That's a really nice looking aquarium, blue thumb. Plenty of nice colors.

What brand of 3000K and 6500K T5HO bulbs are you using and where did you get them?


----------



## blue thumb

Thanks

http://www.aghydroponics.com/T5-Fluorescent-Grow-Lamps-s/520.htm

I purchased the ones that just say Grow bulb and Bloom bulbs. They are "Plantmax" brand. They also sell "Spectralux" and "Starcoat" but I have not tried any of those. They got a green bulb I am curious to try..


----------



## Left C

Thanks for the link. The prices are good too.

Green bulbs???


----------



## blue thumb

Left C said:


> Green bulbs???


yeah lol, I'm kinda curious.. might make my whole tank turn green though!


----------



## Left C

You know how green that the Coralife 6700K PC's make everything look too green and wash out the red colors. That's what comes to mind, but only worse. LOL


----------



## kendrid

Blue Thumb - nice tank. What kind of substrate do you use?

I used pool filter sand back when I setup my tank as a low tech tank. Now I think I'm wishing I would have gone with Flourite or something similar.

An update on my tank: Some of my plants are taking off quite well. The Ambulia is already to the top and I've had to cut it. The plants in the back have also been dropping runners and growing well.

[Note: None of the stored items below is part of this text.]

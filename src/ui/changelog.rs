//! Changelog rendering.

use crate::api::ChangeLog;

use super::UserInterface;

/// Print the `max` most recent releases.
///
/// Each release is its `v`-prefixed version followed by one bullet per
/// change; releases are separated by a blank line.
pub fn render_changelog(ui: &mut dyn UserInterface, changelog: &ChangeLog, max: usize) {
    for (i, release) in changelog.latest(max).iter().enumerate() {
        if i > 0 {
            ui.message("");
        }
        ui.message(&format!("v{}", release.version));
        for change in &release.changes {
            ui.message(&format!("* {}", change));
        }
    }
}
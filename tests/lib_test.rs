//! Library integration tests.

use std::cmp::Ordering;

use doppler::DopplerError;

#[test]
fn error_types_are_public() {
    let err = DopplerError::Execution {
        failure: doppler::updates::InstallFailure::GnupgMissing,
        exit_code: 3,
    };
    assert!(err.to_string().contains("gpg binary"));
    assert_eq!(
        err.detail().as_deref(),
        Some("install script exited with code 3")
    );
}

#[test]
fn result_type_alias_is_public() {
    fn test_fn() -> doppler::Result<()> {
        Ok(())
    }
    assert!(test_fn().is_ok());
}

#[test]
fn cli_types_are_public() {
    use clap::Parser;
    use doppler::cli::{Cli, Commands};

    let cli = Cli::parse_from(["doppler", "changelog", "--number", "3", "--json"]);
    assert!(cli.json);

    if let Some(Commands::Changelog(args)) = cli.command {
        assert_eq!(args.number, 3);
    } else {
        panic!("Expected Changelog command");
    }
}

#[test]
fn version_comparison_is_public() {
    use doppler::updates::{compare_versions, SemanticVersion};

    assert_eq!(compare_versions("3.10.0", "3.9.9").unwrap(), Ordering::Greater);
    assert_eq!(compare_versions("3.7.1", "3.7.1").unwrap() as i8, 0);
    assert!(compare_versions("3.7", "3.7.1").is_err());
    assert_eq!(SemanticVersion::parse("1.2.3").unwrap().to_string(), "1.2.3");
}

#[test]
fn throttle_is_public() {
    use chrono::{Duration, Utc};
    use doppler::updates::{evaluate, CheckDecision, ThrottleInput};

    let now = Utc::now();
    let decision = evaluate(&ThrottleInput {
        command: "doppler secrets",
        development: false,
        checks_enabled: true,
        checked_at: now - Duration::hours(48),
        now,
    });
    assert_eq!(decision, CheckDecision::Proceed);
}

#[test]
fn config_file_round_trips_version_check() {
    use doppler::config::{ConfigFile, VersionCheckRecord, VersionCheckStore};

    let temp = tempfile::TempDir::new().unwrap();
    let path = temp.path().join("nested").join(".doppler.yaml");

    let mut config = ConfigFile::load(&path).unwrap();
    config
        .set_version_check(VersionCheckRecord::now("3.7.1"))
        .unwrap();

    let reloaded = ConfigFile::load(&path).unwrap();
    assert_eq!(reloaded.version_check().latest_version, "3.7.1");
}

#[cfg(unix)]
#[test]
fn script_executor_is_public() {
    use doppler::updates::{parse_installed_version, Invocation, ScriptExecutor};

    let temp = tempfile::TempDir::new().unwrap();
    let executor = ScriptExecutor::new(Invocation::Direct, false).with_temp_dir(temp.path());
    let result = executor
        .execute(b"#!/bin/sh\necho \"Installed Doppler CLI v3.7.1\"\n")
        .unwrap();

    assert!(result.success());
    assert_eq!(
        parse_installed_version(&result.output).unwrap().to_string(),
        "3.7.1"
    );
}
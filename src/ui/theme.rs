//! Visual theme and styling.

use console::Style;

/// Doppler's visual theme.
#[derive(Debug, Clone)]
pub struct DopplerTheme {
    /// Style for success messages (green).
    pub success: Style,
    /// Style for warning messages (yellow).
    pub warning: Style,
    /// Style for error messages (red bold).
    pub error: Style,
}

impl Default for DopplerTheme {
    fn default() -> Self {
        Self::new()
    }
}

impl DopplerTheme {
    /// Create the default theme.
    pub fn new() -> Self {
        Self {
            success: Style::new().green(),
            warning: Style::new().yellow(),
            error: Style::new().red().bold(),
        }
    }

    /// Create a theme without colors (for non-TTY or `NO_COLOR`).
    pub fn plain() -> Self {
        Self {
            success: Style::new(),
            warning: Style::new(),
            error: Style::new(),
        }
    }

    pub fn format_success(&self, msg: &str) -> String {
        format!("{}", self.success.apply_to(msg))
    }

    pub fn format_warning(&self, msg: &str) -> String {
        format!("{}", self.warning.apply_to(msg))
    }

    /// Errors keep the `Doppler Error:` prefix users grep for.
    pub fn format_error(&self, msg: &str) -> String {
        format!("{}", self.error.apply_to(format!("Doppler Error: {}", msg)))
    }
}

/// Check if colors should be used.
pub fn should_use_colors() -> bool {
    // Check NO_COLOR env var (https://no-color.org/)
    if std::env::var("NO_COLOR").is_ok() {
        return false;
    }

    console::Term::stdout().is_term()
}
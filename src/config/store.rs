//! Version check record persistence.

use chrono::{DateTime, Utc};
use serde::{Deserialize, Serialize};

use crate::error::Result;

/// The last known latest version and when it was checked.
#[derive(Debug, Clone, PartialEq, Eq, Serialize, Deserialize)]
#[serde(rename_all = "kebab-case")]
pub struct VersionCheckRecord {
    /// Latest release seen, as `major.minor.patch`.
    #[serde(default)]
    pub latest_version: String,

    /// When the check was performed.
    #[serde(default = "never")]
    pub checked_at: DateTime<Utc>,
}

fn never() -> DateTime<Utc> {
    DateTime::<Utc>::UNIX_EPOCH
}

impl VersionCheckRecord {
    /// Create a record checked right now.
    pub fn now(latest_version: impl Into<String>) -> Self {
        Self {
            latest_version: latest_version.into(),
            checked_at: Utc::now(),
        }
    }
}

impl Default for VersionCheckRecord {
    fn default() -> Self {
        Self {
            latest_version: String::new(),
            checked_at: never(),
        }
    }
}

/// Where the version check record lives.
pub trait VersionCheckStore {
    /// Get the stored record, or a never-checked default.
    fn version_check(&self) -> VersionCheckRecord;

    /// Replace the stored record.
    fn set_version_check(&mut self, record: VersionCheckRecord) -> Result<()>;
}

/// In-memory store, for tests and for running without a config file.
#[derive(Debug, Default)]
pub struct MemoryStore {
    record: VersionCheckRecord,
    writes: usize,
}

impl MemoryStore {
    pub fn new(record: VersionCheckRecord) -> Self {
        Self { record, writes: 0 }
    }

    /// Number of times the record was written.
    pub fn writes(&self) -> usize {
        self.writes
    }
}

impl VersionCheckStore for MemoryStore {
    fn version_check(&self) -> VersionCheckRecord {
        self.record.clone()
    }

    fn set_version_check(&mut self, record: VersionCheckRecord) -> Result<()> {
        self.record = record;
        self.writes += 1;
        Ok(())
    }
}
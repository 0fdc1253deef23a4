//! Gating of remote version checks.

use chrono::{DateTime, Duration, Utc};

/// Minimum interval between two remote version checks.
pub const CHECK_INTERVAL_HOURS: i64 = 24;

/// Commands that never trigger a version check.
///
/// `run` and `secrets download` are common in production workflows, and
/// `update` performs its own check.
pub const DISABLED_COMMANDS: &[&str] = &[
    "doppler run",
    "doppler secrets download",
    "doppler update",
];

/// Everything the throttle looks at.
#[derive(Debug, Clone)]
pub struct ThrottleInput<'a> {
    /// Full command path, e.g. `doppler secrets download`.
    pub command: &'a str,
    /// Whether the binary is a development build.
    pub development: bool,
    /// Whether version checks are globally enabled.
    pub checks_enabled: bool,
    /// When the last check happened.
    pub checked_at: DateTime<Utc>,
    pub now: DateTime<Utc>,
}

/// Outcome of evaluating the throttle.
#[derive(Debug, Clone, Copy, PartialEq, Eq)]
pub enum CheckDecision {
    /// Go ahead and query the latest version.
    Proceed,
    /// The command is on the deny list.
    SuppressedCommand,
    /// Checks are disabled or this is a development build.
    Disabled,
    /// The last check was less than a day ago.
    Throttled,
}

impl CheckDecision {
    pub fn should_check(&self) -> bool {
        matches!(self, CheckDecision::Proceed)
    }
}

/// Decide whether a version check should run.
///
/// Rules are evaluated in order and the first match wins.
pub fn evaluate(input: &ThrottleInput<'_>) -> CheckDecision {
    if DISABLED_COMMANDS.contains(&input.command) {
        tracing::debug!("Skipping CLI upgrade check due to disallowed command");
        return CheckDecision::SuppressedCommand;
    }

    if !input.checks_enabled || input.development {
        return CheckDecision::Disabled;
    }

    let next_check = input.checked_at + Duration::hours(CHECK_INTERVAL_HOURS);
    if input.now <= next_check {
        return CheckDecision::Throttled;
    }

    CheckDecision::Proceed
}
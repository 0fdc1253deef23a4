//! Non-interactive UI for CI/headless environments.

use std::collections::HashMap;

use anyhow::anyhow;

use crate::error::{DopplerError, Result};

use super::{parse_answer, OutputMode, Prompt, SpinnerHandle, UserInterface};

const PROMPT_ENV_PREFIX: &str = "DOPPLER_PROMPT_";

/// UI implementation for non-interactive mode.
///
/// Prompts never block: they resolve to a `DOPPLER_PROMPT_<KEY>`
/// override when one is set, otherwise to the prompt's default.
pub struct NonInteractiveUI {
    mode: OutputMode,
    env_overrides: HashMap<String, String>,
}

impl NonInteractiveUI {
    /// Create a new non-interactive UI.
    pub fn new(mode: OutputMode) -> Self {
        let env_overrides: HashMap<String, String> = std::env::vars()
            .filter(|(k, _)| k.starts_with(PROMPT_ENV_PREFIX))
            .collect();

        Self {
            mode,
            env_overrides,
        }
    }

    /// Create with explicit overrides (for testing).
    pub fn with_overrides(mode: OutputMode, overrides: HashMap<String, String>) -> Self {
        Self {
            mode,
            env_overrides: overrides,
        }
    }
}

impl UserInterface for NonInteractiveUI {
    fn output_mode(&self) -> OutputMode {
        self.mode
    }

    fn message(&mut self, msg: &str) {
        println!("{}", msg);
    }

    fn success(&mut self, msg: &str) {
        if self.mode.shows_status() {
            println!("{}", msg);
        }
    }

    fn warning(&mut self, msg: &str) {
        if self.mode.shows_status() {
            eprintln!("{}", msg);
        }
    }

    fn error(&mut self, msg: &str) {
        eprintln!("Doppler Error: {}", msg);
    }

    fn confirm(&mut self, prompt: &Prompt) -> Result<bool> {
        let env_key = format!("{}{}", PROMPT_ENV_PREFIX, prompt.key.to_uppercase());
        match self.env_overrides.get(&env_key) {
            Some(value) => parse_answer(value).ok_or_else(|| {
                DopplerError::Other(anyhow!(
                    "Invalid answer '{}' in {} (expected yes or no)",
                    value,
                    env_key
                ))
            }),
            None => Ok(prompt.default),
        }
    }

    fn start_spinner(&mut self, message: &str) -> Box<dyn SpinnerHandle> {
        if self.mode.shows_spinners() {
            println!("{}", message);
        }
        Box::new(NoopSpinner)
    }

    fn is_interactive(&self) -> bool {
        false
    }
}

/// Spinner stand-in; the start message was already printed.
struct NoopSpinner;

impl SpinnerHandle for NoopSpinner {
    fn finish_and_clear(&mut self) {}
}
//! `doppler update` command implementation.

use crate::api::UpdateSource;
use crate::cli::args::UpdateArgs;
use crate::config::{Settings, VersionCheckStore};
use crate::error::Result;
use crate::telemetry::Telemetry;
use crate::ui::UserInterface;
use crate::updates::UpdateController;

use super::dispatcher::{Command, CommandResult};

/// The update command implementation.
pub struct UpdateCommand<'a> {
    args: UpdateArgs,
    settings: &'a Settings,
    source: &'a dyn UpdateSource,
    store: &'a mut dyn VersionCheckStore,
    telemetry: &'a dyn Telemetry,
}

impl<'a> UpdateCommand<'a> {
    pub fn new(
        args: UpdateArgs,
        settings: &'a Settings,
        source: &'a dyn UpdateSource,
        store: &'a mut dyn VersionCheckStore,
        telemetry: &'a dyn Telemetry,
    ) -> Self {
        Self {
            args,
            settings,
            source,
            store,
            telemetry,
        }
    }
}

impl Command for UpdateCommand<'_> {
    fn execute(&mut self, ui: &mut dyn UserInterface) -> Result<CommandResult> {
        let mut controller =
            UpdateController::new(self.settings, self.source, &mut *self.store, self.telemetry);

        let outcome = controller.update(ui, self.args.force)?;
        tracing::debug!(
            updated = outcome.was_updated,
            version = %outcome.installed_version,
            "Update finished"
        );

        Ok(CommandResult::success())
    }
}
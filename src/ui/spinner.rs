//! Progress spinners.

use indicatif::{ProgressBar, ProgressStyle};
use std::time::Duration;

use super::SpinnerHandle;

/// A progress spinner for network calls.
pub struct ProgressSpinner {
    bar: ProgressBar,
}

impl ProgressSpinner {
    /// Create a new spinner with a message.
    pub fn new(message: &str) -> Self {
        let bar = ProgressBar::new_spinner();
        if let Ok(style) = ProgressStyle::default_spinner()
            .tick_chars("⠋⠙⠹⠸⠼⠴⠦⠧⠇⠏")
            .template("{spinner:.cyan} {msg}")
        {
            bar.set_style(style);
        }
        bar.set_message(message.to_string());
        bar.enable_steady_tick(Duration::from_millis(80));

        Self { bar }
    }

    /// Create a spinner that doesn't show (for JSON mode).
    pub fn hidden() -> Self {
        Self {
            bar: ProgressBar::hidden(),
        }
    }
}

impl SpinnerHandle for ProgressSpinner {
    fn finish_and_clear(&mut self) {
        self.bar.finish_and_clear();
    }
}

I have also been growing hair algae. I've always had issues with it and my new plants are already starting to get some. I got a new nitrate test kit and I'm in the 60-80 range (old kit didn't show that). I did a 50% water change and it says the same (what?). I've stopped dosing KNO3 and just does the other EI ferts for now. My fish load is normal by most accounts. 

I do have some dead spots in the tank where I have to manually stir the junk up. I'm thinking about getting a Hydor Koralia Nano to run when the CO2 is on to get more circulation. Any other tips to get the Nitrates under control?


----------



## blue thumb

kendrid said:


> Blue Thumb - nice tank. What kind of substrate do you use?
> 
> I used pool filter sand back when I setup my tank as a low tech tank. Now I think I'm wishing I would have gone with Flourite or something similar.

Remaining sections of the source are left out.